Exercise description: Top to bottom, every record is to be copied word for word.

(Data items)
::::::

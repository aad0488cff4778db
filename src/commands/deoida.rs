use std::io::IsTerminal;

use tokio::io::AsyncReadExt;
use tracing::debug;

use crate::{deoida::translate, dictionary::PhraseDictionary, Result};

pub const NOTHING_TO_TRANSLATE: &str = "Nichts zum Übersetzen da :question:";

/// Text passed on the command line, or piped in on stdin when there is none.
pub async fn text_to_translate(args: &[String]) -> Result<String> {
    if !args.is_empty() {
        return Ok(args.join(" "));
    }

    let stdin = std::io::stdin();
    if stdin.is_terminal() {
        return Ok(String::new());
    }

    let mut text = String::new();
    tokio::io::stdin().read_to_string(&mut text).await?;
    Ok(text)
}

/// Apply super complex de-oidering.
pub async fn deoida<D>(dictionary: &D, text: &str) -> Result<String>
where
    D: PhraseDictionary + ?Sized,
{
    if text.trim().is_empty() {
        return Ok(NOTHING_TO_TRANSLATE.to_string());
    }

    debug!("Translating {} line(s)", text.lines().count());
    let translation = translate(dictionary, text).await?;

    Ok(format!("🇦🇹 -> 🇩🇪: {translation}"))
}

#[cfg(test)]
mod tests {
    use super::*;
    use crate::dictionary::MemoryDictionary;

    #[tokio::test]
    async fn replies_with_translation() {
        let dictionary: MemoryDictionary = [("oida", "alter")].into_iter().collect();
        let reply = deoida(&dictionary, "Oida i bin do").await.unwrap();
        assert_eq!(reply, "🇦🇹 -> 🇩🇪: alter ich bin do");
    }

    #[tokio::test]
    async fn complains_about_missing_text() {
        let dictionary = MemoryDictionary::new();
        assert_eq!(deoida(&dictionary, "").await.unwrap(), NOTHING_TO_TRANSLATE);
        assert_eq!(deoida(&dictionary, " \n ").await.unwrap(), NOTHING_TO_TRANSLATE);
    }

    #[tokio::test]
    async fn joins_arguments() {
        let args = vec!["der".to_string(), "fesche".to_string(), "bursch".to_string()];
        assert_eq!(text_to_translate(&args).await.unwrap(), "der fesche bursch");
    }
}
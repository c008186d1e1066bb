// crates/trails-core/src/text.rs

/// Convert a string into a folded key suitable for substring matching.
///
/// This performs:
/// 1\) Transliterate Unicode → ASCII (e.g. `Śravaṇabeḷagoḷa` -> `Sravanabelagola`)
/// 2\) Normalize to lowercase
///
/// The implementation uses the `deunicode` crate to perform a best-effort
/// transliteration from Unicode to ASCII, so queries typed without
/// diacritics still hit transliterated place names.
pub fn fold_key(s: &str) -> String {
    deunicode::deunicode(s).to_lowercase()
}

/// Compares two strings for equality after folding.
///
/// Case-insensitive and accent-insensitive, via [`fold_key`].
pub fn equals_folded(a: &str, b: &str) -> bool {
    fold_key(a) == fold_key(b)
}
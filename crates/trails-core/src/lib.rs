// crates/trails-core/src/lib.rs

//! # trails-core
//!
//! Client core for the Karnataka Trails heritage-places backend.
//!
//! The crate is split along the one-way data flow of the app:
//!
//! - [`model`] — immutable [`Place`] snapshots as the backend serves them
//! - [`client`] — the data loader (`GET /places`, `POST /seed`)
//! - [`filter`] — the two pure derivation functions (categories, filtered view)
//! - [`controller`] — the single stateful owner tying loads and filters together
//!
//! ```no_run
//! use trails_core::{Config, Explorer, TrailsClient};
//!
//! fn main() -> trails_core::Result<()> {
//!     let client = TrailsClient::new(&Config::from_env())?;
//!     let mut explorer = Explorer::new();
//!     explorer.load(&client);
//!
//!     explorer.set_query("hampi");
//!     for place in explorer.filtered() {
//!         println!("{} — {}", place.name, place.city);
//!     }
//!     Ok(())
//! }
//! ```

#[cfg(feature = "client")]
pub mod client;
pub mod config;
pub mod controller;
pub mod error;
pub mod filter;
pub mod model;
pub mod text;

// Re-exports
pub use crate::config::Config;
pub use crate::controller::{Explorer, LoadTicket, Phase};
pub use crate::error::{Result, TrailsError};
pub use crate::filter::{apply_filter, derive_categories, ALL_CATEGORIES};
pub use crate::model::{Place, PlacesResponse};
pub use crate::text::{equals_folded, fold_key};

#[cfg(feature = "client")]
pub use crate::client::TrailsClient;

::::::

Answer to this task:
repository aad0488cff4778db
filename src/commands/deoida.rs
use std::io::IsTerminal;

use tokio::io::AsyncReadExt;
use tracing::debug;

use crate::{deoida::translate, dictionary::PhraseDictionary, Result};

pub const NOTHING_TO_TRANSLATE: &str = "Nichts zum Übersetzen da :question:";

/// Text passed on the command line, or piped in on stdin when there is none.
pub async fn text_to_translate(args: &[String]) -> Result<String> {
    if !args.is_empty() {
        return Ok(args.join(" "));
    }

    let stdin = std::io::stdin();
    if stdin.is_terminal() {
        return Ok(String::new());
    }

    let mut text = String::new();
    tokio::io::stdin().read_to_string(&mut text).await?;
    Ok(text)
}

/// Apply super complex de-oidering.
pub async fn deoida<D>(dictionary: &D, text: &str) -> Result<String>
where
    D: PhraseDictionary + ?Sized,
{
    if text.trim().is_empty() {
        return Ok(NOTHING_TO_TRANSLATE.to_string());
    }

    debug!("Translating {} line(s)", text.lines().count());
    let translation = translate(dictionary, text).await?;

    Ok(format!("🇦🇹 -> 🇩🇪: {translation}"))
}

#[cfg(test)]
mod tests {
    use super::*;
    use crate::dictionary::MemoryDictionary;

    #[tokio::test]
    async fn replies_with_translation() {
        let dictionary: MemoryDictionary = [("oida", "alter")].into_iter().collect();
        let reply = deoida(&dictionary, "Oida i bin do").await.unwrap();
        assert_eq!(reply, "🇦🇹 -> 🇩🇪: alter ich bin do");
    }

    #[tokio::test]
    async fn complains_about_missing_text() {
        let dictionary = MemoryDictionary::new();
        assert_eq!(deoida(&dictionary, "").await.unwrap(), NOTHING_TO_TRANSLATE);
        assert_eq!(deoida(&dictionary, " \n ").await.unwrap(), NOTHING_TO_TRANSLATE);
    }

    #[tokio::test]
    async fn joins_arguments() {
        let args = vec!["der".to_string(), "fesche".to_string(), "bursch".to_string()];
        assert_eq!(text_to_translate(&args).await.unwrap(), "der fesche bursch");
    }
}
repository c008186d1e1066bb
// crates/trails-core/src/text.rs

/// Convert a string into a folded key suitable for substring matching.
///
/// This performs:
/// 1\) Transliterate Unicode → ASCII (e.g. `Śravaṇabeḷagoḷa` -> `Sravanabelagola`)
/// 2\) Normalize to lowercase
///
/// The implementation uses the `deunicode` crate to perform a best-effort
/// transliteration from Unicode to ASCII, so queries typed without
/// diacritics still hit transliterated place names.
pub fn fold_key(s: &str) -> String {
    deunicode::deunicode(s).to_lowercase()
}

/// Compares two strings for equality after folding.
///
/// Case-insensitive and accent-insensitive, via [`fold_key`].
pub fn equals_folded(a: &str, b: &str) -> bool {
    fold_key(a) == fold_key(b)
}
filename crates/trails-core/src/lib.rs
// crates/trails-core/src/lib.rs

//! # trails-core
//!
//! Client core for the Karnataka Trails heritage-places backend.
//!
//! The crate is split along the one-way data flow of the app:
//!
//! - [`model`] — immutable [`Place`] snapshots as the backend serves them
//! - [`client`] — the data loader (`GET /places`, `POST /seed`)
//! - [`filter`] — the two pure derivation functions (categories, filtered view)
//! - [`controller`] — the single stateful owner tying loads and filters together
//!
//! ```no_run
//! use trails_core::{Config, Explorer, TrailsClient};
//!
//! fn main() -> trails_core::Result<()> {
//!     let client = TrailsClient::new(&Config::from_env())?;
//!     let mut explorer = Explorer::new();
//!     explorer.load(&client);
//!
//!     explorer.set_query("hampi");
//!     for place in explorer.filtered() {
//!         println!("{} — {}", place.name, place.city);
//!     }
//!     Ok(())
//! }
//! ```

#[cfg(feature = "client")]
pub mod client;
pub mod config;
pub mod controller;
pub mod error;
pub mod filter;
pub mod model;
pub mod text;

// Re-exports
pub use crate::config::Config;
pub use crate::controller::{Explorer, LoadTicket, Phase};
pub use crate::error::{Result, TrailsError};
pub use crate::filter::{apply_filter, derive_categories, ALL_CATEGORIES};
pub use crate::model::{Place, PlacesResponse};
pub use crate::text::{equals_folded, fold_key};

#[cfg(feature = "client")]
pub use crate::client::TrailsClient;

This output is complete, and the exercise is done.